2 Samuel 19:11-12. Speak unto the elders of Judah, &c.— The authors of the Universal History charge this message with partiality, and with being, on that account, the cause of jealousy and revolt among the other ten tribes: but I see nothing in the history to justify this reflection. Instead of "inviting the elders of Judah to come foremost to relieve him," as these writers suppose, he only gently reproved them for being the last; urging his being of their own tribe as a reason why they should return to their loyalty, and immediately come to receive him: in all which there appears no sign of partiality.

Verses 13-15

2 Samuel 19:13-15. Say ye to Amasa, &c.— David did not suffer himself to be conducted home by a deputation from the tribe of Judah; for it appears from 2Sa 19:17; 2Sa 19:40 that there were a thousand men of the tribe of Benjamin under Shimei, and also half the people of Israel. All the tribes in general, except that of Judah, were in motion to bring the king back to his capital: but as this tribe had not yet declared in his favour, as they were in possession of Jerusalem, and as Amasa himself was there present, and had a great interest in the affections of the people, it became absolutely necessary to David's restoration, to gain over that city, and secure the friendship of Amasa.

REFLECTIONS.—1st, Deep was the gloom which obscured this day of victory.

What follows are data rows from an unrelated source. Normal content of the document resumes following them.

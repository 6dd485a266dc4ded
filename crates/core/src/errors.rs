use serde::{Deserialize, Serialize};
use serde_json::{json, Map, Value};
use thiserror::Error;

/// Classification of a failed CRM call. Local validation failures are not
/// part of this set because they never produce an HTTP status.
#[derive(Clone, Copy, Debug, PartialEq, Eq, Hash, Serialize, Deserialize)]
#[serde(rename_all = "snake_case")]
pub enum ErrorKind {
    AuthError,
    PermissionError,
    NotFound,
    RateLimited,
    ServerError,
    ValidationError,
    Unknown,
}

impl ErrorKind {
    pub fn from_status(status: u16) -> Self {
        match status {
            400 => Self::ValidationError,
            401 => Self::AuthError,
            403 => Self::PermissionError,
            404 => Self::NotFound,
            429 => Self::RateLimited,
            500 => Self::ServerError,
            _ => Self::Unknown,
        }
    }

    pub fn as_str(&self) -> &'static str {
        match self {
            Self::AuthError => "auth_error",
            Self::PermissionError => "permission_error",
            Self::NotFound => "not_found",
            Self::RateLimited => "rate_limited",
            Self::ServerError => "server_error",
            Self::ValidationError => "validation_error",
            Self::Unknown => "unknown",
        }
    }
}

/// Request context echoed into 400 diagnostics.
#[derive(Clone, Copy, Debug)]
pub struct RequestEcho<'a> {
    pub method: &'a str,
    pub path: &'a str,
    pub body: Option<&'a Value>,
}

#[derive(Clone, Debug, Error, PartialEq, Eq, Serialize, Deserialize)]
#[error("{message}")]
pub struct ErrorEnvelope {
    pub kind: ErrorKind,
    pub message: String,
    pub description: Option<String>,
    pub raw_status: Option<u16>,
}

impl ErrorEnvelope {
    /// Builds the envelope for a non-2xx response. `fallback` is the
    /// transport-level text (usually the canonical reason phrase).
    pub fn from_response(
        status: u16,
        body: Option<&Value>,
        request: RequestEcho<'_>,
        fallback: &str,
    ) -> Self {
        let kind = ErrorKind::from_status(status);
        let upstream = body.and_then(upstream_message);

        let (message, description) = match kind {
            ErrorKind::ValidationError => {
                let detail = body
                    .and_then(validation_detail)
                    .or_else(|| upstream.clone())
                    .unwrap_or_else(|| fallback.to_string());
                let echoed_body = request
                    .body
                    .map(Value::to_string)
                    .unwrap_or_else(|| "<none>".to_string());
                (
                    format!(
                        "the CRM rejected the request ({} {}): {detail}",
                        request.method, request.path
                    ),
                    Some(format!(
                        "{} {} with body {echoed_body}",
                        request.method, request.path
                    )),
                )
            }
            ErrorKind::AuthError => (
                "authentication failed: invalid or expired API key".to_string(),
                upstream,
            ),
            ErrorKind::PermissionError => (
                "the API key is not permitted to perform this operation".to_string(),
                upstream,
            ),
            ErrorKind::NotFound => (
                format!("the requested resource was not found: {}", request.path),
                upstream,
            ),
            ErrorKind::RateLimited => (
                "the CRM rate limit was exceeded; retry later".to_string(),
                upstream,
            ),
            ErrorKind::ServerError => {
                ("the CRM encountered an internal server error".to_string(), upstream)
            }
            ErrorKind::Unknown => {
                let detail = upstream.unwrap_or_else(|| {
                    if fallback.trim().is_empty() {
                        "no error detail returned".to_string()
                    } else {
                        fallback.to_string()
                    }
                });
                (format!("the CRM returned status {status}: {detail}"), None)
            }
        };

        Self { kind, message, description, raw_status: Some(status) }
    }

    /// A call that never received a response.
    pub fn network(source: impl std::fmt::Display) -> Self {
        Self {
            kind: ErrorKind::Unknown,
            message: "the CRM could not be reached".to_string(),
            description: Some(source.to_string()),
            raw_status: None,
        }
    }
}

fn upstream_message(body: &Value) -> Option<String> {
    ["error", "message"].iter().find_map(|key| match body.get(*key) {
        Some(Value::String(text)) if !text.trim().is_empty() => Some(text.trim().to_string()),
        Some(Value::Object(map)) if !map.is_empty() => Some(Value::Object(map.clone()).to_string()),
        _ => None,
    })
}

fn validation_detail(body: &Value) -> Option<String> {
    let mut parts = Vec::new();
    if let Some(message) = upstream_message(body) {
        parts.push(message);
    }
    if let Some(Value::Object(fields)) = body.get("field-errors") {
        for (field, error) in fields {
            let text = error.as_str().map(str::to_string).unwrap_or_else(|| error.to_string());
            parts.push(format!("{field}: {text}"));
        }
    }
    if let Some(Value::Array(errors)) = body.get("errors") {
        parts.extend(
            errors
                .iter()
                .map(|error| error.as_str().map(str::to_string).unwrap_or_else(|| error.to_string())),
        );
    }

    if parts.is_empty() {
        None
    } else {
        Some(parts.join("; "))
    }
}

#[derive(Clone, Debug, Error, PartialEq, Eq)]
pub enum CrmError {
    #[error("{0}")]
    LocalValidation(String),
    #[error("the Close credential has no API key configured")]
    MissingCredential,
    #[error(transparent)]
    Remote(#[from] ErrorEnvelope),
    #[error("could not decode CRM response: {0}")]
    Decode(String),
    #[error("webhook subscription is unusable: {0}")]
    InvalidSubscription(String),
    #[error("could not build the HTTP client: {0}")]
    Client(String),
}

impl CrmError {
    pub fn missing_parameter(name: &str) -> Self {
        Self::LocalValidation(format!("missing required parameter `{name}`"))
    }

    pub fn kind_str(&self) -> &'static str {
        match self {
            Self::LocalValidation(_) => "local_validation_error",
            Self::MissingCredential => "auth_error",
            Self::Remote(envelope) => envelope.kind.as_str(),
            Self::Decode(_) | Self::InvalidSubscription(_) | Self::Client(_) => "unknown",
        }
    }

    pub fn description(&self) -> Option<&str> {
        match self {
            Self::Remote(envelope) => envelope.description.as_deref(),
            _ => None,
        }
    }

    pub fn status(&self) -> Option<u16> {
        match self {
            Self::Remote(envelope) => envelope.raw_status,
            _ => None,
        }
    }

    /// Error-shaped output record used when the host continues past
    /// per-item failures.
    pub fn to_error_record(&self) -> Value {
        let mut record = Map::new();
        record.insert("error".to_string(), json!(self.to_string()));
        record.insert("kind".to_string(), json!(self.kind_str()));
        if let Some(description) = self.description() {
            record.insert("description".to_string(), json!(description));
        }
        if let Some(status) = self.status() {
            record.insert("status".to_string(), json!(status));
        }
        Value::Object(record)
    }
}
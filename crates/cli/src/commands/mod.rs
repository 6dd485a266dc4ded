pub mod config;
pub mod doctor;
pub mod invoke;
pub mod poll;
pub mod render_html;
pub mod state;
pub mod webhook;

use closelink_core::config::{AppConfig, LoadOptions};
use closelink_core::errors::CrmError;
use closelink_crm::CloseClient;
use serde::Serialize;
use serde_json::Value;

pub const EXIT_CONFIG: u8 = 2;
pub const EXIT_RUNTIME: u8 = 3;
pub const EXIT_REMOTE: u8 = 4;
pub const EXIT_INPUT: u8 = 5;
pub const EXIT_STATE: u8 = 6;

#[derive(Debug, Clone)]
pub struct CommandResult {
    pub exit_code: u8,
    pub output: String,
}

#[derive(Debug, Serialize)]
struct CommandOutcome {
    command: String,
    status: String,
    error_class: Option<String>,
    message: String,
    #[serde(skip_serializing_if = "Option::is_none")]
    data: Option<Value>,
}

impl CommandResult {
    pub fn success(command: &str, message: impl Into<String>) -> Self {
        Self::ok(command, message.into(), None)
    }

    pub fn success_with_data(command: &str, message: impl Into<String>, data: Value) -> Self {
        Self::ok(command, message.into(), Some(data))
    }

    fn ok(command: &str, message: String, data: Option<Value>) -> Self {
        let payload = CommandOutcome {
            command: command.to_string(),
            status: "ok".to_string(),
            error_class: None,
            message,
            data,
        };
        Self { exit_code: 0, output: serialize_payload(payload) }
    }

    pub fn failure(
        command: &str,
        error_class: &str,
        message: impl Into<String>,
        exit_code: u8,
    ) -> Self {
        let payload = CommandOutcome {
            command: command.to_string(),
            status: "error".to_string(),
            error_class: Some(error_class.to_string()),
            message: message.into(),
            data: None,
        };
        Self { exit_code, output: serialize_payload(payload) }
    }

    /// Maps a CRM failure onto the command contract: local validation is an
    /// input problem, everything else came back from (or never reached) the CRM.
    pub fn crm_failure(command: &str, error: &CrmError) -> Self {
        let exit_code = match error {
            CrmError::LocalValidation(_) => EXIT_INPUT,
            _ => EXIT_REMOTE,
        };
        let message = match error.description() {
            Some(description) => format!("{error} ({description})"),
            None => error.to_string(),
        };
        Self::failure(command, error.kind_str(), message, exit_code)
    }
}

fn serialize_payload(payload: CommandOutcome) -> String {
    serde_json::to_string(&payload).unwrap_or_else(|error| {
        format!(
            "{{\"command\":\"unknown\",\"status\":\"error\",\"error_class\":\"serialization\",\"message\":\"{}\"}}",
            error.to_string().replace('\\', "\\\\").replace('"', "\\\"")
        )
    })
}

pub(crate) fn load_config(command: &str) -> Result<AppConfig, CommandResult> {
    AppConfig::load(LoadOptions::default()).map_err(|error| {
        CommandResult::failure(
            command,
            "config_validation",
            format!("configuration issue: {error}"),
            EXIT_CONFIG,
        )
    })
}

pub(crate) fn runtime(command: &str) -> Result<tokio::runtime::Runtime, CommandResult> {
    tokio::runtime::Builder::new_current_thread().enable_all().build().map_err(|error| {
        CommandResult::failure(
            command,
            "runtime_init",
            format!("failed to initialize async runtime: {error}"),
            EXIT_RUNTIME,
        )
    })
}

pub(crate) fn close_client(command: &str, config: &AppConfig) -> Result<CloseClient, CommandResult> {
    CloseClient::from_config(&config.close).map_err(|error| CommandResult::crm_failure(command, &error))
}
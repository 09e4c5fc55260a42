//! Authentication state traits and macro.

use std::future::Future;
use std::sync::Arc;

use crate::db::{Database, User};
use crate::jwt::TokenProvider;

/// Failure to load the user behind a verified token.
#[derive(Debug, thiserror::Error)]
pub enum LookupError {
    #[error("user not found")]
    NotFound,
    #[error("user lookup failed: {0}")]
    Backend(String),
}

/// Loads the full user record for a verified subject email.
pub trait UserLookup {
    fn load_user_by_email(
        &self,
        email: &str,
    ) -> impl Future<Output = Result<User, LookupError>> + Send;
}

/// Trait for state types that provide the token codec and user lookup.
pub trait HasAuthBackend {
    type Users: UserLookup + Send + Sync;

    fn tokens(&self) -> &TokenProvider;
    fn users(&self) -> &Self::Users;
}

/// State handed to the authenticator middleware.
#[derive(Clone)]
pub struct AuthState {
    pub tokens: Arc<TokenProvider>,
    pub db: Database,
}

/// Macro to implement `HasAuthBackend` for state structs with the standard fields.
///
/// The struct must have these fields:
/// - `tokens: Arc<TokenProvider>`
/// - `db: Database`
///
/// # Example
/// ```ignore
/// use crate::impl_has_auth_backend;
///
/// #[derive(Clone)]
/// pub struct MyState {
///     pub db: Database,
///     pub tokens: Arc<TokenProvider>,
///     // ... other fields
/// }
///
/// impl_has_auth_backend!(MyState);
/// ```
#[macro_export]
macro_rules! impl_has_auth_backend {
    ($state_type:ty) => {
        impl $crate::auth::HasAuthBackend for $state_type {
            type Users = $crate::db::Database;

            fn tokens(&self) -> &$crate::jwt::TokenProvider {
                &self.tokens
            }
            fn users(&self) -> &$crate::db::Database {
                &self.db
            }
        }
    };
}

crate::impl_has_auth_backend!(AuthState);
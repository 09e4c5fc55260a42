//! Refresh-token cookie handling.

use axum::http::header;
use url::form_urlencoded;

/// Cookie name for the refresh token.
pub const REFRESH_COOKIE_NAME: &str = "Refresh-token";

/// Extract a cookie value from the Cookie header.
pub fn get_cookie<'a>(headers: &'a axum::http::HeaderMap, name: &str) -> Option<&'a str> {
    let cookie_header = headers.get(header::COOKIE)?.to_str().ok()?;
    for part in cookie_header.split(';') {
        let part = part.trim();
        if let Some((key, value)) = part.split_once('=') {
            if key.trim() == name {
                return Some(value.trim());
            }
        }
    }
    None
}

/// Percent-encode a cookie value, spaces as `%20` rather than `+`.
pub fn encode_cookie_value(value: &str) -> String {
    form_urlencoded::byte_serialize(value.as_bytes())
        .collect::<String>()
        .replace('+', "%20")
}

/// Reverse of [`encode_cookie_value`].
pub fn decode_cookie_value(value: &str) -> String {
    form_urlencoded::parse(value.as_bytes())
        .next()
        .map(|(decoded, _)| decoded.into_owned())
        .unwrap_or_default()
}

/// `Set-Cookie` value delivering a refresh token.
pub fn refresh_cookie(token: &str, max_age: u64) -> String {
    format!(
        "{}={}; Path=/; HttpOnly; Secure; SameSite=None; Max-Age={}",
        REFRESH_COOKIE_NAME,
        encode_cookie_value(token),
        max_age
    )
}

/// `Set-Cookie` value removing the refresh token.
pub fn clear_refresh_cookie() -> String {
    format!(
        "{}=; Path=/; HttpOnly; Secure; SameSite=None; Max-Age=0",
        REFRESH_COOKIE_NAME
    )
}

/// Read and decode the refresh token cookie.
pub fn get_refresh_token(headers: &axum::http::HeaderMap) -> Option<String> {
    let raw = get_cookie(headers, REFRESH_COOKIE_NAME)?;
    let token = decode_cookie_value(raw);
    if token.is_empty() { None } else { Some(token) }
}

1. The king's unutterable distress was noised in the camp, and damped the joy of the returning conquerors; with his face covered, he refuses to see his generals; and, with the most passionate exclamations bewailing his son, seems insensible to every other emotion than inconsolable grief. Discouraged by such a reception, the soldiers, instead of a triumphant entry, steal into the city as if from a defeat, and seem ready to desert a cause where they met so ill a reception for having hazarded their lives.
2. Joab, vexed at the king's indiscreet behaviour, with an unbecoming disrespect goes in to expostulate with him on the error and danger of his conduct; he remonstrates how ungrateful it was to shew such neglect of those who, at the hazard of their own, had saved his life and the lives of all his family, whom Absalom would have murdered; that it appeared as if he had so loved the traitor, as to hate his best friends for his sake, and could have been pleased if they had all perished so Absalom had lived. He therefore urges him to appear in public instantly, and speak comfortably to the people, thanking them for their fidelity, and congratulating their victory; with a solemn oath declaring, that if he did not, every soldier would desert him, himself give him up, and a worse rebellion arise than had just been suppressed. Note; If by our own folly we bring ourselves into danger, we shall justly be upbraided with it.

3. David is convinced of the necessity of submitting to the advice, and, restraining his anguish, washes, anoints, and sits in public, to the great joy of his army, who approach his throne, and congratulate him on the success of his arms. Note; Good counsel, though bluntly given, should be thankfully received.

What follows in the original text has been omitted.